Comparative in-vitro activity of biapenem against enterobacteria with beta-lactamase-mediated antibiotic resistance.

The effects of enterobacterial beta-lactamases were studied for biapenem (L627), a new carbapenem. Susceptibility tests were performed for isogenic mutant series of Citrobacter freundii, Enterobacter cloacae, Morganella morganii, Serratia marcescens and Proteus vulgaris which varied only in chromosomal beta-lactamase expression. beta-Lactamase-derepressed organisms in these series were as susceptible as beta-lactamase-inducible strains to biapenem; beta-lactamase-basal mutants were up to eight-fold more susceptible. Similar patterns of relative activity against the different expression types were noted for imipenem and biapenem. These data were related to direct induction and hydrolysis assays: biapenem, like imipenem, was a strong inducer of several Class I enzymes and of the P. vulgaris cefuroximase and, like the other carbapenems, was only very slowly hydrolysed by these enzymes.

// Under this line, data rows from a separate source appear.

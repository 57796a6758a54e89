//! Parsing of `#[mask(...)]` field attributes.
//!
//! This module maps attribute syntax to traversal decisions and produces
//! structured errors for invalid forms. The directive string itself is kept
//! verbatim: method lookup and option parsing happen at runtime so that
//! unknown methods fail open instead of failing the build.

use proc_macro2::Span;
use syn::{
    Attribute, Ident, LitStr, Meta, Result, Token,
    parse::{Parse, ParseStream},
    punctuated::Punctuated,
    spanned::Spanned,
};

/// How a single field takes part in masking.
///
/// | Attribute                          | Variant       | Behavior                                |
/// |------------------------------------|---------------|-----------------------------------------|
/// | None                               | `Unannotated` | Walk nested values; strings copied      |
/// | `#[mask("method,opts")]`           | `Directive`   | Dispatch string fields to the registry  |
/// | `#[mask("method", mask_char = "#")]` | `Directive` | Same, with a custom mask character      |
/// | `#[mask(skip)]`                    | `Skip`        | Clone as-is, no traversal               |
#[derive(Clone, Debug)]
pub(crate) enum FieldMask {
    /// No annotation: walk nested values, copy everything else.
    Unannotated,
    /// `#[mask("...")]`: a directive for the strategy registry.
    Directive {
        directive: LitStr,
        mask_char: Option<LitStr>,
    },
    /// `#[mask(skip)]`: explicit passthrough for foreign types.
    Skip,
}

enum MaskArg {
    Directive(LitStr),
    MaskChar(LitStr),
    Skip(Span),
}

impl Parse for MaskArg {
    fn parse(input: ParseStream<'_>) -> Result<Self> {
        if input.peek(LitStr) {
            return Ok(Self::Directive(input.parse()?));
        }
        let key: Ident = input.parse()?;
        if key == "skip" {
            return Ok(Self::Skip(key.span()));
        }
        if key == "mask_char" {
            input.parse::<Token![=]>()?;
            let value: LitStr = input.parse()?;
            if value.value().is_empty() {
                return Err(syn::Error::new(
                    value.span(),
                    "`mask_char` must not be empty (omit it to use the masker default)",
                ));
            }
            return Ok(Self::MaskChar(value));
        }
        Err(syn::Error::new(
            key.span(),
            format!("unknown `#[mask]` option `{key}`; expected a directive string, `mask_char = \"..\"` or `skip`"),
        ))
    }
}

fn parse_mask_list(attr: &Attribute) -> Result<FieldMask> {
    let args = attr.parse_args_with(Punctuated::<MaskArg, Token![,]>::parse_terminated)?;

    let mut directive = None;
    let mut mask_char = None;
    let mut skip = None;
    for arg in args {
        match arg {
            MaskArg::Directive(lit) => {
                if directive.is_some() {
                    return Err(syn::Error::new(lit.span(), "duplicate directive string"));
                }
                directive = Some(lit);
            }
            MaskArg::MaskChar(lit) => {
                if mask_char.is_some() {
                    return Err(syn::Error::new(lit.span(), "duplicate `mask_char`"));
                }
                mask_char = Some(lit);
            }
            MaskArg::Skip(span) => skip = Some(span),
        }
    }

    match (directive, mask_char, skip) {
        (None, None, Some(_)) => Ok(FieldMask::Skip),
        (_, _, Some(span)) => Err(syn::Error::new(
            span,
            "`skip` cannot be combined with a directive or `mask_char`",
        )),
        (Some(directive), mask_char, None) => Ok(FieldMask::Directive {
            directive,
            mask_char,
        }),
        (None, Some(lit), None) => Err(syn::Error::new(
            lit.span(),
            "`mask_char` requires a directive, e.g. #[mask(\"all\", mask_char = \"#\")]",
        )),
        (None, None, None) => Err(syn::Error::new(
            attr.span(),
            "empty `#[mask()]`; use #[mask(\"method\")] or #[mask(skip)]",
        )),
    }
}

pub(crate) fn parse_field_mask(attrs: &[Attribute]) -> Result<FieldMask> {
    let mut found: Option<FieldMask> = None;
    for attr in attrs {
        if !attr.path().is_ident("mask") {
            continue;
        }
        let parsed = match &attr.meta {
            Meta::List(_) => parse_mask_list(attr)?,
            Meta::Path(_) => {
                return Err(syn::Error::new(
                    attr.span(),
                    "missing directive: use #[mask(\"method\")] (e.g., #[mask(\"all\")], #[mask(\"last,4\")])",
                ));
            }
            Meta::NameValue(_) => {
                return Err(syn::Error::new(
                    attr.span(),
                    "expected #[mask(\"method\")] syntax, not #[mask = ...]",
                ));
            }
        };
        if found.is_some() {
            return Err(syn::Error::new(
                attr.span(),
                "multiple #[mask] attributes on the same field",
            ));
        }
        found = Some(parsed);
    }

    Ok(found.unwrap_or(FieldMask::Unannotated))
}

/// Rejects `#[mask]` on the struct itself; directives belong to fields.
pub(crate) fn reject_container_attrs(attrs: &[Attribute]) -> Result<()> {
    match attrs.iter().find(|attr| attr.path().is_ident("mask")) {
        Some(attr) => Err(syn::Error::new(
            attr.span(),
            "`#[mask]` is a field attribute; annotate the fields to mask",
        )),
        None => Ok(()),
    }
}
//! Traversal for wrapper and sequence containers.
//!
//! Pointer-like wrappers (`Option`, `Box`, `Arc`, `Rc`) forward `IS_RECORD`
//! so a wrapped record is still a valid root. Shared pointers are never
//! aliased: the masked copy gets a fresh allocation.

use std::{collections::VecDeque, rc::Rc, sync::Arc};

use crate::{engine::Masker, record::Maskable};

impl<T> Maskable for Option<T>
where
    T: Maskable,
{
    const IS_RECORD: bool = T::IS_RECORD;

    fn mask_with(&self, masker: &Masker) -> Self {
        self.as_ref().map(|value| value.mask_with(masker))
    }
}

impl<T> Maskable for Box<T>
where
    T: Maskable,
{
    const IS_RECORD: bool = T::IS_RECORD;

    fn mask_with(&self, masker: &Masker) -> Self {
        Box::new((**self).mask_with(masker))
    }
}

impl<T> Maskable for Arc<T>
where
    T: Maskable,
{
    const IS_RECORD: bool = T::IS_RECORD;

    fn mask_with(&self, masker: &Masker) -> Self {
        Arc::new((**self).mask_with(masker))
    }
}

impl<T> Maskable for Rc<T>
where
    T: Maskable,
{
    const IS_RECORD: bool = T::IS_RECORD;

    fn mask_with(&self, masker: &Masker) -> Self {
        Rc::new((**self).mask_with(masker))
    }
}

impl<T, E> Maskable for Result<T, E>
where
    T: Maskable,
    E: Maskable,
{
    fn mask_with(&self, masker: &Masker) -> Self {
        match self {
            Ok(value) => Ok(value.mask_with(masker)),
            Err(err) => Err(err.mask_with(masker)),
        }
    }
}

impl<T> Maskable for Vec<T>
where
    T: Maskable,
{
    fn mask_with(&self, masker: &Masker) -> Self {
        self.iter().map(|value| value.mask_with(masker)).collect()
    }
}

impl<T> Maskable for VecDeque<T>
where
    T: Maskable,
{
    fn mask_with(&self, masker: &Masker) -> Self {
        self.iter().map(|value| value.mask_with(masker)).collect()
    }
}

impl<T, const N: usize> Maskable for [T; N]
where
    T: Maskable,
{
    fn mask_with(&self, masker: &Masker) -> Self {
        self.each_ref().map(|value| value.mask_with(masker))
    }
}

Moreover, like meropenem, biapenem reversibly deactivated these beta-lactamases. Piperacillin and the cephalosporins, tested as comparators, were more labile than carbapenems to the Class I enzymes, were weak inducers below their MICs and lacked deactivator function. In consequence their MICs were higher for derepressed organisms than for those with inducible or basal beta-lactamase expression. Unlike the carbapenems, they selected derepressed mutants from inducible populations. Biapenem, like imipenem and meropenem, retained full activity against most transconjugants of Escherichia coli K-12 that produced plasmid-mediated beta-lactamases, including extended-spectrum TEM mutants. Only production of OXA-10 (previously PSE-2) enzyme gave a slight reduction in susceptibility to the new carbapenem. Biapenem resistance (MIC 16 mg/L) did, however, occur in S. marcescens S6, which produced a chromosomal carbapenemase. This enzyme hydrolysed biapenem. Overall, our findings indicate that biapenem shares the favourable properties of imipenem and meropenem in its interactions with the most important beta-lactamases of enterobacteria.